Work task:
With no omissions, write out every record given below.

──────────────────────────────

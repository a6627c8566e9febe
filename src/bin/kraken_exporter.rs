use anyhow::Result;
use clap::Parser;
use crypto_exporters::core::config::Settings;
use crypto_exporters::exchanges::kraken::KrakenCollector;
use crypto_exporters::exposition;
use std::path::PathBuf;
use tracing_subscriber::EnvFilter;

#[derive(Parser)]
#[command(name = "kraken-exporter")]
#[command(about = "Prometheus exporter for Kraken exchange rates", long_about = None)]
#[command(version)]
struct Cli {
    /// Path to the YAML override file
    #[arg(long)]
    config: Option<PathBuf>,

    /// Log level when LOGLEVEL is unset (trace, debug, info, warn, error)
    #[arg(long, default_value = "info")]
    log_level: String,
}

#[tokio::main]
async fn main() -> Result<()> {
    let cli = Cli::parse();

    tracing_subscriber::fmt()
        .with_env_filter(
            EnvFilter::try_from_env("LOGLEVEL")
                .unwrap_or_else(|_| EnvFilter::new(&cli.log_level)),
        )
        .init();

    let defaults = Settings::kraken_defaults();
    let config_path = cli
        .config
        .unwrap_or_else(|| PathBuf::from(defaults.default_config_path()));
    let settings = defaults.load_overrides(&config_path)?;
    tracing::debug!(?settings, "loaded settings");

    let collector = KrakenCollector::from_settings(&settings).await?;
    exposition::run(settings, collector).await?;
    Ok(())
}
pub mod core;
pub mod exchanges;
pub mod exposition;

pub use crate::core::config::{ExportMode, Settings};
pub use crate::core::errors::ExporterError;
pub use crate::core::traits::MetricSource;
pub use crate::core::types::{AccountType, BalanceRecord, MetricSnapshot, RateRecord};
pub use crate::exchanges::kraken::KrakenCollector;
pub use crate::exchanges::qryptos::QryptosCollector;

──────────────────────────────

Answer section:
repository a6627c8566e9febe
filename src/bin/kraken_exporter.rs
use anyhow::Result;
use clap::Parser;
use crypto_exporters::core::config::Settings;
use crypto_exporters::exchanges::kraken::KrakenCollector;
use crypto_exporters::exposition;
use std::path::PathBuf;
use tracing_subscriber::EnvFilter;

#[derive(Parser)]
#[command(name = "kraken-exporter")]
#[command(about = "Prometheus exporter for Kraken exchange rates", long_about = None)]
#[command(version)]
struct Cli {
    /// Path to the YAML override file
    #[arg(long)]
    config: Option<PathBuf>,

    /// Log level when LOGLEVEL is unset (trace, debug, info, warn, error)
    #[arg(long, default_value = "info")]
    log_level: String,
}

#[tokio::main]
async fn main() -> Result<()> {
    let cli = Cli::parse();

    tracing_subscriber::fmt()
        .with_env_filter(
            EnvFilter::try_from_env("LOGLEVEL")
                .unwrap_or_else(|_| EnvFilter::new(&cli.log_level)),
        )
        .init();

    let defaults = Settings::kraken_defaults();
    let config_path = cli
        .config
        .unwrap_or_else(|| PathBuf::from(defaults.default_config_path()));
    let settings = defaults.load_overrides(&config_path)?;
    tracing::debug!(?settings, "loaded settings");

    let collector = KrakenCollector::from_settings(&settings).await?;
    exposition::run(settings, collector).await?;
    Ok(())
}
pub mod core;
pub mod exchanges;
pub mod exposition;

pub use crate::core::config::{ExportMode, Settings};
pub use crate::core::errors::ExporterError;
pub use crate::core::traits::MetricSource;
pub use crate::core::types::{AccountType, BalanceRecord, MetricSnapshot, RateRecord};
pub use crate::exchanges::kraken::KrakenCollector;
pub use crate::exchanges::qryptos::QryptosCollector;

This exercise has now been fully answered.